■ **WHAT IS REQUIRED**: Report each line of the data below in which "question" appears.

■ **DATA SUPPLIED**:
//! crates/configmate_core/src/domain.rs
//!
//! Defines the pure, core data structures for the application.
//! These structs are independent of any database or serialization format.

use chrono::{DateTime, Utc};
use uuid::Uuid;

/// A chat room owned by one user. Groups QA records and attached documents.
#[derive(Debug, Clone)]
pub struct Chat {
    pub id: Uuid,
    pub owner: String,
    pub title: String,
    pub created_at: DateTime<Utc>,
}

// Represents a user - used throughout app
#[derive(Debug, Clone)]
pub struct User {
    pub username: String,
    pub created_at: DateTime<Utc>,
}

// Only used internally for login/register - contains sensitive data
#[derive(Debug, Clone)]
pub struct UserCredentials {
    pub username: String,
    pub hashed_password: String,
}

/// One stored question/answer turn.
///
/// Records are never updated in place. A `chat_id` of `None` means the record
/// is not scoped to any chat.
#[derive(Debug, Clone)]
pub struct QaRecord {
    pub id: Uuid,
    pub chat_id: Option<Uuid>,
    pub owner: String,
    pub question: String,
    pub normalized: String,
    pub answer: String,
    pub created_at: DateTime<Utc>,
}

/// Plain text extracted from an uploaded file.
#[derive(Debug, Clone)]
pub struct DocumentRecord {
    pub id: Uuid,
    pub chat_id: Option<Uuid>,
    pub owner: String,
    pub filename: String,
    pub content: String,
    pub is_global: bool,
    pub uploaded_at: DateTime<Utc>,
}

/// Who authored a prompt message.
#[derive(Debug, Clone, Copy, PartialEq, Eq)]
pub enum Role {
    User,
    Assistant,
}

/// A single role-tagged message sent to the language model.
#[derive(Debug, Clone, PartialEq, Eq)]
pub struct PromptMessage {
    pub role: Role,
    pub content: String,
}

impl PromptMessage {
    pub fn user(content: impl Into<String>) -> Self {
        Self {
            role: Role::User,
            content: content.into(),
        }
    }

    pub fn assistant(content: impl Into<String>) -> Self {
        Self {
            role: Role::Assistant,
            content: content.into(),
        }
    }
}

■ **TASK SOLUTION**:
/// One stored question/answer turn.
    pub question: String,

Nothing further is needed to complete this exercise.